Barack Obama has ended a longstanding US policy that allowed Cuban nationals who reached the US to be eligible automatically for residency, putting a final stamp on his foreign policy legacy.
“Effective immediately, Cuban nationals who attempt to enter the United States illegally and do not qualify for humanitarian relief will be subject to removal, consistent with US law and enforcement priorities,” the White House said in a statement on Thursday. “By taking this step, we are treating Cuban migrants the same way we treat migrants from other countries.”
Since 1996 the US has allowed Cuban nationals reaching the US to stay and qualify for residency, while turning away those detained at sea before making it to dry land.
The so-called wet-foot, dry-foot policy has long angered the Cuban government, which says the policy spurs illegal migration, and encourages Cubans to undertake dangerous voyages to reach the US.
While some observers expected that the US would end the wet-foot, dry-foot policy when the White House renewed diplomatic relations with Cuba in July 2015, the Obama administration had given no indication before Thursday’s announcement that it would be reversed.
The White House said the new policy would be effective immediately and implemented by the Department of Homeland Security. The Cuban government, it said, had agreed to take back all Cuban nationals detained reaching or trying to reach US soil from Thursday.
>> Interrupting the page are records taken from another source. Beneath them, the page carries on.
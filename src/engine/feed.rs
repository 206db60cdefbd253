//! Engagement feed collaborator
//!
//! Two reads are needed from the surrounding product:
//! - the top clips of a category by likes (candidate set at open)
//! - a point-in-time like count per clip (ranking at settlement)
//!
//! Staleness is acceptable; unavailability is reported as a retryable error.

use crate::error::EngineError;
use crate::models::{Category, ClipId, RankedClip};
use async_trait::async_trait;
use chrono::{DateTime, Utc};
use parking_lot::RwLock;
use serde::{Deserialize, Serialize};
use std::cmp::Ordering;
use std::collections::HashMap;
use std::time::Duration;
use tracing::debug;

/// Immutable read of clip like counts. Consumed, never mutated, by the engine.
#[derive(Debug, Clone, PartialEq, Eq, Serialize, Deserialize)]
pub struct EngagementSnapshot {
    pub taken_at: DateTime<Utc>,
    likes: HashMap<ClipId, u64>,
}

impl EngagementSnapshot {
    pub fn new(likes: HashMap<ClipId, u64>, taken_at: DateTime<Utc>) -> Self {
        Self { taken_at, likes }
    }

    pub fn from_pairs<I, S>(pairs: I) -> Self
    where
        I: IntoIterator<Item = (S, u64)>,
        S: Into<ClipId>,
    {
        Self::new(
            pairs.into_iter().map(|(k, v)| (k.into(), v)).collect(),
            Utc::now(),
        )
    }

    /// Clips absent from the snapshot count as zero likes.
    pub fn like_count(&self, clip_id: &str) -> u64 {
        self.likes.get(clip_id).copied().unwrap_or(0)
    }

    pub fn contains(&self, clip_id: &str) -> bool {
        self.likes.contains_key(clip_id)
    }

    pub fn len(&self) -> usize {
        self.likes.len()
    }

    pub fn is_empty(&self) -> bool {
        self.likes.is_empty()
    }
}

/// Likes descending, then clip id ascending. Total order, so rankings are
/// reproducible whenever like counts tie.
pub fn engagement_order(a: &RankedClip, b: &RankedClip) -> Ordering {
    b.like_count
        .cmp(&a.like_count)
        .then_with(|| a.clip_id.cmp(&b.clip_id))
}

#[async_trait]
pub trait EngagementFeed: Send + Sync {
    /// Like counts for the given clips.
    async fn snapshot(&self, clip_ids: &[ClipId]) -> Result<EngagementSnapshot, EngineError>;

    /// Top `limit` clips of the category by engagement, best first.
    async fn top_clips(&self, category: Category, limit: usize)
        -> Result<Vec<ClipId>, EngineError>;
}

// =============================================================================
// STATIC FEED
// =============================================================================

/// In-process feed. Used by tests and when no feed URL is configured.
#[derive(Debug, Default)]
pub struct StaticEngagementFeed {
    clips: RwLock<HashMap<Category, HashMap<ClipId, u64>>>,
    unavailable: RwLock<Option<String>>,
}

impl StaticEngagementFeed {
    pub fn new() -> Self {
        Self::default()
    }

    pub fn set_likes(&self, category: Category, clip_id: &str, likes: u64) {
        self.clips
            .write()
            .entry(category)
            .or_default()
            .insert(clip_id.to_string(), likes);
    }

    pub fn set_category(&self, category: Category, clips: &[(&str, u64)]) {
        let mut map = self.clips.write();
        let entry = map.entry(category).or_default();
        entry.clear();
        for (clip, likes) in clips {
            entry.insert(clip.to_string(), *likes);
        }
    }

    /// Simulate an outage; `None` restores the feed.
    pub fn set_unavailable(&self, reason: Option<&str>) {
        *self.unavailable.write() = reason.map(str::to_string);
    }

    fn check_available(&self) -> Result<(), EngineError> {
        match self.unavailable.read().as_ref() {
            Some(reason) => Err(EngineError::EngagementSnapshotUnavailable(reason.clone())),
            None => Ok(()),
        }
    }
}

#[async_trait]
impl EngagementFeed for StaticEngagementFeed {
    async fn snapshot(&self, clip_ids: &[ClipId]) -> Result<EngagementSnapshot, EngineError> {
        self.check_available()?;
        let clips = self.clips.read();
        let likes = clip_ids
            .iter()
            .filter_map(|id| {
                clips
                    .values()
                    .find_map(|m| m.get(id))
                    .map(|n| (id.clone(), *n))
            })
            .collect();
        Ok(EngagementSnapshot::new(likes, Utc::now()))
    }

    async fn top_clips(
        &self,
        category: Category,
        limit: usize,
    ) -> Result<Vec<ClipId>, EngineError> {
        self.check_available()?;
        let clips = self.clips.read();
        let mut ranked: Vec<RankedClip> = clips
            .get(&category)
            .map(|m| {
                m.iter()
                    .map(|(id, likes)| RankedClip {
                        clip_id: id.clone(),
                        like_count: *likes,
                    })
                    .collect()
            })
            .unwrap_or_default();
        ranked.sort_by(engagement_order);
        Ok(ranked.into_iter().take(limit).map(|r| r.clip_id).collect())
    }
}

// =============================================================================
// HTTP FEED
// =============================================================================

#[derive(Debug, Deserialize)]
struct LikesResponse {
    likes: HashMap<ClipId, u64>,
}

#[derive(Debug, Deserialize)]
struct TopClipsResponse {
    clip_ids: Vec<ClipId>,
}

/// Engagement feed served by the content backend over HTTP.
pub struct HttpEngagementFeed {
    client: reqwest::Client,
    base_url: String,
}

impl HttpEngagementFeed {
    pub fn new(base_url: &str, timeout: Duration) -> anyhow::Result<Self> {
        let client = reqwest::Client::builder()
            .timeout(timeout)
            .build()?;
        Ok(Self {
            client,
            base_url: base_url.trim_end_matches('/').to_string(),
        })
    }
}

fn feed_unavailable(err: reqwest::Error) -> EngineError {
    EngineError::DependencyUnavailable {
        dependency: "engagement_feed",
        reason: err.to_string(),
    }
}

#[async_trait]
impl EngagementFeed for HttpEngagementFeed {
    async fn snapshot(&self, clip_ids: &[ClipId]) -> Result<EngagementSnapshot, EngineError> {
        let url = format!("{}/engagement", self.base_url);
        let response = self
            .client
            .get(&url)
            .query(&[("clip_ids", clip_ids.join(","))])
            .send()
            .await
            .and_then(|r| r.error_for_status())
            .map_err(|e| EngineError::EngagementSnapshotUnavailable(e.to_string()))?;
        let body: LikesResponse = response
            .json()
            .await
            .map_err(|e| EngineError::EngagementSnapshotUnavailable(e.to_string()))?;
        debug!(clips = body.likes.len(), "engagement snapshot fetched");
        Ok(EngagementSnapshot::new(body.likes, Utc::now()))
    }

    async fn top_clips(
        &self,
        category: Category,
        limit: usize,
    ) -> Result<Vec<ClipId>, EngineError> {
        let url = format!("{}/categories/{}/top", self.base_url, category.as_str());
        let response = self
            .client
            .get(&url)
            .query(&[("limit", limit.to_string())])
            .send()
            .await
            .and_then(|r| r.error_for_status())
            .map_err(feed_unavailable)?;
        let body: TopClipsResponse = response.json().await.map_err(feed_unavailable)?;
        Ok(body.clip_ids.into_iter().take(limit).collect())
    }
}

#[cfg(test)]
mod tests {
    use super::*;

    #[tokio::test]
    async fn test_static_feed_top_clips_breaks_ties_by_id() {
        let feed = StaticEngagementFeed::new();
        feed.set_category(
            Category::Gaming,
            &[("b", 50), ("a", 50), ("c", 90), ("d", 1)],
        );

        let top = feed.top_clips(Category::Gaming, 3).await.unwrap();
        assert_eq!(top, vec!["c", "a", "b"]);
        assert!(feed.top_clips(Category::Nature, 10).await.unwrap().is_empty());
    }

    #[tokio::test]
    async fn test_static_feed_snapshot_and_outage() {
        let feed = StaticEngagementFeed::new();
        feed.set_likes(Category::Knowledge, "k1", 12);

        let snapshot = feed
            .snapshot(&["k1".to_string(), "zz".to_string()])
            .await
            .unwrap();
        assert_eq!(snapshot.like_count("k1"), 12);
        assert_eq!(snapshot.like_count("zz"), 0);
        assert!(!snapshot.contains("zz"));

        feed.set_unavailable(Some("maintenance"));
        let err = feed.snapshot(&["k1".to_string()]).await.unwrap_err();
        assert!(err.is_retryable());

        feed.set_unavailable(None);
        assert!(feed.snapshot(&["k1".to_string()]).await.is_ok());
    }

    #[test]
    fn test_engagement_order() {
        let mut clips = vec![
            RankedClip { clip_id: "c3".into(), like_count: 90 },
            RankedClip { clip_id: "c2".into(), like_count: 90 },
            RankedClip { clip_id: "c1".into(), like_count: 100 },
        ];
        clips.sort_by(engagement_order);
        let ids: Vec<&str> = clips.iter().map(|c| c.clip_id.as_str()).collect();
        assert_eq!(ids, vec!["c1", "c2", "c3"]);
    }
}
Cubans fearing political persecution will still be able to apply for political asylum, while other Cuban nationals seeking to emigrate to the US will go through the traditional immigration channels.
Separately, the White House said it would also be ending the Cuban Medical Professional Parole Program, which allowed Cuban medical personnel, including nurses, to seek parole in the US while on foreign business trips.
By taking this step, we are treating Cuban migrants the same way we treat migrants from other countries
Jeh Johnson, secretary of Homeland Security, said in a statement that the end of the Cuban Medical Professional Parole Program and wet-foot, dry-foot policy were an important step in “the ongoing normalisation of relations between the governments of the United States and Cuba”, and reflected a broader commitment by the US to have an immigration policy “in which we treat people from different countries consistently”.
The White House’s decision to end the policy comes as Mr Obama attempts to safeguard the US detente with Cuba, a key foreign policy decision of his presidency.
President-elect Donald Trump has said he will reverse the detente unless Havana makes certain concessions to the US, although he has not specified what those concessions would be.